* Problem to solve
If a line in the entries below contains "connection", copy it.

* Data to use
§

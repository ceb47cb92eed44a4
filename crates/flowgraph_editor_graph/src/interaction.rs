// SPDX-License-Identifier: MIT OR Apache-2.0
//! Pointer/keyboard state machine.
//!
//! Modes are `Idle`, `Connect`, `BoxSelect`, `Drag` and `Pan`. Holding Alt
//! overlays delete mode on `Idle` presses. Every non-idle mode is
//! speculative: Escape restores whatever it touched, and only a release over
//! a valid target commits a model change.

use crate::events::{ContextTarget, EditorEvent};
use crate::node::NodeId;
use crate::selection::{SelectMode, Selection};
use crate::session::EditorSession;
use crate::socket::{SocketDirection, SocketId};
use egui::{Key, Modifiers, PointerButton, Pos2, Rect, Vec2};

/// Input fed to [`EditorSession::handle_input`]. Positions are canvas-local
/// world coordinates, times are seconds.
#[derive(Debug, Clone, PartialEq)]
pub enum InputEvent {
    /// A pointer button went down
    PointerPressed {
        /// Pointer position
        pos: Pos2,
        /// Button
        button: PointerButton,
        /// Held modifiers
        modifiers: Modifiers,
        /// Event time
        time: f64,
    },
    /// The pointer moved
    PointerMoved {
        /// Pointer position
        pos: Pos2,
        /// Held modifiers
        modifiers: Modifiers,
    },
    /// A pointer button went up
    PointerReleased {
        /// Pointer position
        pos: Pos2,
        /// Button
        button: PointerButton,
        /// Held modifiers
        modifiers: Modifiers,
    },
    /// Wheel zoom, positive zooms in
    Scroll {
        /// Zoom anchor
        pos: Pos2,
        /// Zoom steps
        steps: f32,
    },
    /// A key changed state
    Key {
        /// Key
        key: Key,
        /// Pressed or released
        pressed: bool,
        /// Held modifiers
        modifiers: Modifiers,
    },
}

/// Feedback for the provisional connection line
#[derive(Debug, Clone, Copy, Default, PartialEq, Eq)]
pub enum ConnectHint {
    /// Nothing connectable under the pointer
    #[default]
    Neutral,
    /// Releasing here connects
    Valid,
    /// Releasing here is rejected
    Invalid,
}

/// In-progress connection gesture
#[derive(Debug, Clone, PartialEq)]
pub struct ConnectState {
    /// Socket the gesture started from
    pub socket: SocketId,
    /// World position of the starting anchor
    pub origin: Pos2,
    /// Whether the starting socket is an output
    pub from_output: bool,
    /// Current pointer
    pub pointer: Pos2,
    /// Socket under the pointer
    pub target: Option<SocketId>,
    /// Validity of `target`
    pub hint: ConnectHint,
}

/// In-progress rubber band
#[derive(Debug, Clone, PartialEq)]
pub struct BoxSelectState {
    /// Press position
    pub anchor: Pos2,
    /// Current pointer
    pub current: Pos2,
    /// Selection before the gesture
    pub base: Selection,
    /// Shift held: merge by symmetric difference
    pub toggle: bool,
    /// Moved past the drag threshold
    pub moved: bool,
}

impl BoxSelectState {
    /// Band rectangle in world space
    pub fn rect(&self) -> Rect {
        Rect::from_two_pos(self.anchor, self.current)
    }
}

/// In-progress node drag
#[derive(Debug, Clone, PartialEq)]
pub struct DragState {
    /// Press position
    pub press: Pos2,
    /// Grid positions of the dragged nodes at press time
    pub initial: Vec<(NodeId, [f32; 2])>,
    /// Moved past the drag threshold
    pub moved: bool,
    /// Undo entry pushed for this drag
    pub recorded: bool,
}

/// In-progress pan
#[derive(Debug, Clone, PartialEq)]
pub struct PanState {
    /// Last pointer position
    pub last: Pos2,
    /// Pan before the gesture
    pub initial_pan: Vec2,
}

/// Interaction mode
#[derive(Debug, Clone, Default, PartialEq)]
pub enum InteractionState {
    /// Waiting for input
    #[default]
    Idle,
    /// Dragging a provisional connection
    Connect(ConnectState),
    /// Rubber-band selection
    BoxSelect(BoxSelectState),
    /// Moving selected nodes
    Drag(DragState),
    /// Panning the view
    Pan(PanState),
}

impl InteractionState {
    /// Whether no gesture is in progress
    pub fn is_idle(&self) -> bool {
        matches!(self, InteractionState::Idle)
    }

    /// Mode name
    pub fn name(&self) -> &'static str {
        match self {
            InteractionState::Idle => "Idle",
            InteractionState::Connect(_) => "Connect",
            InteractionState::BoxSelect(_) => "BoxSelect",
            InteractionState::Drag(_) => "Drag",
            InteractionState::Pan(_) => "Pan",
        }
    }
}

/// Raw input bookkeeping between events
#[derive(Debug, Clone, Default)]
pub struct InputTracker {
    /// Last pointer position
    pub pointer: Pos2,
    /// Last modifiers
    pub modifiers: Modifiers,
    /// Space is held (primary press pans)
    pub space_held: bool,
    /// Last header click, for double-click detection
    pub last_click: Option<(NodeId, f64)>,
}

fn delete_mode(modifiers: &Modifiers) -> bool {
    modifiers.alt
}

fn toggle_mode(modifiers: &Modifiers) -> bool {
    modifiers.shift || modifiers.ctrl || modifiers.command
}

fn is_command(modifiers: &Modifiers) -> bool {
    modifiers.ctrl || modifiers.command
}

§

* Problem solution
/// Feedback for the provisional connection line
/// In-progress connection gesture
    /// Dragging a provisional connection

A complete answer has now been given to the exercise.